A due settimane dalla prima segnalazione, il GIFI torna a richiamare l'attenzione del GSE in merito alle problematiche di accesso all'applicazione web predisposta per la comunicazione di fine lavori entro il 31 Dicembre 2010, come previsto dall'articolo 1-septies della Legge 129/2010, il cosiddetto Salva Alcoa.
Segnalazioni che aumentano in maniera esponenziale con l'approssimarsi della scadenza di fine anno per effetto di un quantitativo di domande ampiamente superiore alle attese.
"Consapevoli dei termini e delle condizioni stabiliti dalla Legge - dichiara Valerio Natalizia, Presidente del GIFI - riteniamo necessario un pronto intervento da parte delle istituzioni per permettere agli operatori del settore fotovoltaico di portare a termine le attività pianificate senza stravolgimenti dell'ultimo minuto".

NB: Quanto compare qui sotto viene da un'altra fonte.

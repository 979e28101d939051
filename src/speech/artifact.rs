//! Temporary audio artifacts and the in-memory clips read back from them.
//!
//! An [`AudioArtifact`] owns a uniquely named temporary WAV file.  The file
//! is removed when the artifact is dropped, so it cannot outlive the
//! playback request that created it, whichever way that request ends.

use std::path::Path;

use tempfile::TempPath;

/// A uniquely named temporary audio file, deleted on drop.
#[derive(Debug)]
pub struct AudioArtifact {
    path: TempPath,
}

impl AudioArtifact {
    const PREFIX: &'static str = "echoverse-";
    const SUFFIX: &'static str = ".wav";

    /// Reserve a fresh, empty temporary file for a synthesizer to write to.
    pub fn create() -> std::io::Result<Self> {
        let file = tempfile::Builder::new()
            .prefix(Self::PREFIX)
            .suffix(Self::SUFFIX)
            .tempfile()?;

        Ok(Self {
            path: file.into_temp_path(),
        })
    }

    /// Location the synthesizer writes the audio encoding to.
    pub fn path(&self) -> &Path {
        &self.path
    }

    /// Read the audio into memory and delete the file.
    ///
    /// The file is removed whether or not the read succeeds.  A failed
    /// removal after a successful read is logged, not returned.
    pub fn into_clip(self) -> std::io::Result<AudioClip> {
        let bytes = std::fs::read(&self.path)?;

        let display = self.path.display().to_string();
        if let Err(e) = self.path.close() {
            log::warn!("speech: could not remove {display}: {e}");
        }

        Ok(AudioClip { bytes })
    }
}

/// WAV-encoded audio held in memory for playback.
#[derive(Debug, Clone, PartialEq, Eq)]
pub struct AudioClip {
    pub bytes: Vec<u8>,
}

impl AudioClip {
    pub fn len(&self) -> usize {
        self.bytes.len()
    }

    pub fn is_empty(&self) -> bool {
        self.bytes.is_empty()
    }
}

#[cfg(test)]
mod tests {
    use super::*;

    #[test]
    fn artifacts_get_unique_wav_paths() {
        let a = AudioArtifact::create().unwrap();
        let b = AudioArtifact::create().unwrap();

        assert_ne!(a.path(), b.path());
        for artifact in [&a, &b] {
            let name = artifact.path().file_name().unwrap().to_string_lossy();
            assert!(name.starts_with("echoverse-"), "{name}");
            assert!(name.ends_with(".wav"), "{name}");
        }
    }

    #[test]
    fn into_clip_reads_then_deletes() {
        let artifact = AudioArtifact::create().unwrap();
        std::fs::write(artifact.path(), b"RIFF....WAVE").unwrap();
        let path = artifact.path().to_path_buf();

        let clip = artifact.into_clip().unwrap();
        assert_eq!(clip.bytes, b"RIFF....WAVE");
        assert!(!path.exists());
    }

    #[test]
    fn dropping_deletes_the_file() {
        let artifact = AudioArtifact::create().unwrap();
        let path = artifact.path().to_path_buf();
        assert!(path.exists());

        drop(artifact);
        assert!(!path.exists());
    }
}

Sono infatti due le proposte che il GIFI ha inviato al GSE: la proroga dei termini per l'invio telematico delle pratiche di fine lavori o, in alternativa, il ripristino della modalità di comunicazione di fine lavori tramite posta raccomandata/assicurata entro i termini previsti.
"Allo stato dell'arte - conclude Natalizia - esiste un rischio elevato che molti progetti fotovoltaici non riusciranno a soddisfare le condizioni necessarie a beneficiare delle tariffe del 2010 per mere cause di natura informatica".